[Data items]

▼

impl ViewId {
    /// Wrap an already-canonical view id string.
    #[must_use]
    pub fn new(id: impl Into<String>) -> Self {
        Self(id.into())
    }

    /// The base view: no grouping question active.
    #[must_use]
    pub fn base() -> Self {
        Self(String::new())
    }

    /// Build the canonical id for a set of active grouping questions.
    ///
    /// Order and duplicates in `active` do not matter.
    #[must_use]
    pub fn from_active_questions(active: &[usize]) -> Self {
        let mut sorted = active.to_vec();
        sorted.sort_unstable();
        sorted.dedup();
        let parts: Vec<String> = sorted.iter().map(usize::to_string).collect();
        Self(parts.join(","))
    }

    /// Parse the active question indices back out of the id.
    ///
    /// Returns `None` if any component is not an unsigned integer.
    #[must_use]
    pub fn active_questions(&self) -> Option<Vec<usize>> {
        if self.0.is_empty() {
            return Some(Vec::new());
        }
        self.0.split(',').map(|part| part.parse().ok()).collect()
    }

    #[must_use]
    pub fn is_base(&self) -> bool {
        self.0.is_empty()
    }

    #[must_use]
    pub fn as_str(&self) -> &str {
        &self.0
    }
}

impl fmt::Display for ViewId {
    fn fmt(&self, f: &mut fmt::Formatter<'_>) -> fmt::Result {
        f.write_str(&self.0)
    }
}

// ---------------------------------------------------------------------------
// Point identity and geometry
// ---------------------------------------------------------------------------

/// Stable identity of one respondent-contributed point.
///
/// Ordered by `(split_index, expanded_group_index, local_id)` so diff lists
/// can be emitted in a deterministic order.
#[derive(Debug, Clone, Copy, PartialEq, Eq, Hash, PartialOrd, Ord, Serialize, Deserialize)]
#[serde(rename_all = "camelCase")]
pub struct PointKey {
    /// Basis split that owns the point.
    pub split_index: SplitIndex,
    /// Response group index in expanded display mode.
    pub expanded_group_index: usize,
    /// Identifier local to `(split_index, expanded_group_index)`.
    pub local_id: u32,
}

impl PointKey {
    #[must_use]
    pub const fn new(split_index: SplitIndex, expanded_group_index: usize, local_id: u32) -> Self {
        Self {
            split_index,
            expanded_group_index,
            local_id,
        }
    }
}

/// Composite identity string, `split-group-local`.
impl fmt::Display for PointKey {
    fn fmt(&self, f: &mut fmt::Formatter<'_>) -> fmt::Result {
        write!(
            f,
            "{}-{}-{}",
            self.split_index, self.expanded_group_index, self.local_id
        )
    }
}

/// A point in abstract, resolution-independent units.
#[derive(Debug, Clone, Copy, PartialEq, Default, Serialize, Deserialize)]
pub struct Position {
    pub x: f64,
    pub y: f64,
}

impl Position {
    #[must_use]
    pub const fn new(x: f64, y: f64) -> Self {
        Self { x, y }
    }

    /// Linear interpolation towards `to`; `t` is not clamped.
    #[must_use]
    pub fn lerp(self, to: Self, t: f64) -> Self {
        Self {
            x: self.x + (to.x - self.x) * t,
            y: self.y + (to.y - self.y) * t,
        }
    }
}

/// Displacement between two positions.
#[derive(Debug, Clone, Copy, PartialEq, Default, Serialize, Deserialize)]
pub struct Offset {
    pub dx: f64,
    pub dy: f64,
}

impl Offset {
    #[must_use]
    pub fn is_zero(self) -> bool {
        self.dx == 0.0 && self.dy == 0.0
    }
}

impl Sub for Position {
    type Output = Offset;

    fn sub(self, rhs: Self) -> Offset {
        Offset {
            dx: self.x - rhs.x,
            dy: self.y - rhs.y,
        }
    }
}

impl Add<Offset> for Position {
    type Output = Position;

    fn add(self, rhs: Offset) -> Position {
        Position {
            x: self.x + rhs.dx,
            y: self.y + rhs.dy,
        }
    }
}

/// Axis-aligned rectangle in abstract units.
#[derive(Debug, Clone, Copy, PartialEq, Default, Serialize, Deserialize)]
pub struct Rect {
    pub x: f64,
    pub y: f64,
    pub width: f64,
    pub height: f64,
}

impl Rect {
    #[must_use]
    pub const fn new(x: f64, y: f64, width: f64, height: f64) -> Self {
        Self {
            x,
            y,
            width,
            height,
        }
    }
}

// ---------------------------------------------------------------------------
// Display mode
// ---------------------------------------------------------------------------

/// Whether response groups are shown individually or merged.
#[derive(Debug, Clone, Copy, PartialEq, Eq, Hash, Default, Serialize, Deserialize)]
#[serde(rename_all = "lowercase")]
pub enum DisplayMode {
    #[default]
    Expanded,
    Collapsed,
}

impl DisplayMode {
    pub const ALL: [DisplayMode; 2] = [DisplayMode::Expanded, DisplayMode::Collapsed];

    #[must_use]
    pub fn as_str(self) -> &'static str {
        match self {
            Self::Expanded => "expanded",
            Self::Collapsed => "collapsed",
        }
    }
}

/// One value per [`DisplayMode`].
#[derive(Debug, Clone, PartialEq, Default, Serialize, Deserialize)]
pub struct ByDisplayMode<T> {
    pub expanded: T,
    pub collapsed: T,
}

impl<T> ByDisplayMode<T> {
    #[must_use]
    pub fn get(&self, mode: DisplayMode) -> &T {
        match mode {
            DisplayMode::Expanded => &self.expanded,
            DisplayMode::Collapsed => &self.collapsed,
        }
    }

    pub fn get_mut(&mut self, mode: DisplayMode) -> &mut T {
        match mode {
            DisplayMode::Expanded => &mut self.expanded,
            DisplayMode::Collapsed => &mut self.collapsed,
        }
    }
}

// ---------------------------------------------------------------------------
// Splits
// ---------------------------------------------------------------------------

/// Aggregate statistics of one response group.
#[derive(Debug, Clone, Copy, PartialEq, Default, Serialize, Deserialize)]
#[serde(rename_all = "camelCase")]
pub struct GroupStats {
    pub count: u32,
    pub total_weight: f64,
    pub proportion: f64,
}

/// A point with its position relative to the enclosing segment.
#[derive(Debug, Clone, Copy, PartialEq, Serialize, Deserialize)]
pub struct PlacedPoint {
    pub key: PointKey,
    pub x: f64,
    pub y: f64,
}

/// A response group (one segment) within a split.
#[derive(Debug, Clone, PartialEq, Default, Serialize, Deserialize)]
#[serde(rename_all = "camelCase")]
pub struct ResponseGroup {
    #[serde(default)]
    pub label: String,
    pub stats: GroupStats,
    /// Segment bounds relative to the split's segment group.
    pub bounds: Rect,
    /// Icon drawn for this group's points, if any.
    #[serde(default)]
    pub image: Option<String>,
    #[serde(default)]
    pub points: Vec<PlacedPoint>,
}

/// Response groups for both display modes.
pub type ResponseGroups = ByDisplayMode<Vec<ResponseGroup>>;

/// One grouping-question combination.
///
/// A basis split lists only itself in `basis_split_indices`; a view split
/// lists every basis split it aggregates.
#[derive(Debug, Clone, PartialEq, Default, Serialize, Deserialize)]
#[serde(rename_all = "camelCase")]
pub struct Split {
    pub basis_split_indices: Vec<SplitIndex>,
    pub segment_group_bounds: Rect,
    pub response_groups: ResponseGroups,
}

/// A point resolved to split-relative coordinates.
#[derive(Debug, Clone, Copy, PartialEq)]
pub struct Placement<'a> {
    pub key: PointKey,
    pub position: Position,
    pub group_index: usize,
    pub image: Option<&'a str>,
}

impl Split {
    /// Whether this split aggregates `basis`.
    #[must_use]
    pub fn covers_basis(&self, basis: SplitIndex) -> bool {
        self.basis_split_indices.contains(&basis)
    }

    /// Every point in `mode`, transformed to split-relative coordinates.
    pub fn placements(&self, mode: DisplayMode) -> impl Iterator<Item = Placement<'_>> + '_ {
        let origin = self.segment_group_bounds;
        self.response_groups
            .get(mode)
            .iter()
            .enumerate()
            .flat_map(move |(group_index, group)| {
                group.points.iter().map(move |p| Placement {
                    key: p.key,
                    position: Position {
                        x: origin.x + group.bounds.x + p.x,
                        y: origin.y + group.bounds.y + p.y,
                    },
                    group_index,
                    image: group.image.as_deref(),
                })
            })
    }

    /// Keys owned by this split, read from the expanded groups.
    pub fn point_keys(&self) -> impl Iterator<Item = PointKey> + '_ {
        self.response_groups
            .expanded
            .iter()
            .flat_map(|g| g.points.iter().map(|p| p.key))
    }

    /// Total number of points in expanded mode.
    #[must_use]
    pub fn point_count(&self) -> usize {
        self.response_groups
            .expanded
            .iter()
            .map(|g| g.points.len())
            .sum()
    }
}

// ---------------------------------------------------------------------------
// Server state
// ---------------------------------------------------------------------------

/// The canonical aggregate of one visualization.
#[derive(Debug, Clone, PartialEq, Default, Serialize, Deserialize)]
#[serde(rename_all = "camelCase")]
pub struct ServerState {
    pub splits: Vec<Split>,
    pub basis_split_indices: Vec<SplitIndex>,
    pub sequence_number: u64,
}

▲

◆ What you have to do ◆
Lines that contain "Option" are to be copied from the records above.

◆ Answer box ◆
    pub fn active_questions(&self) -> Option<Vec<usize>> {
    pub image: Option<String>,
    pub image: Option<&'a str>,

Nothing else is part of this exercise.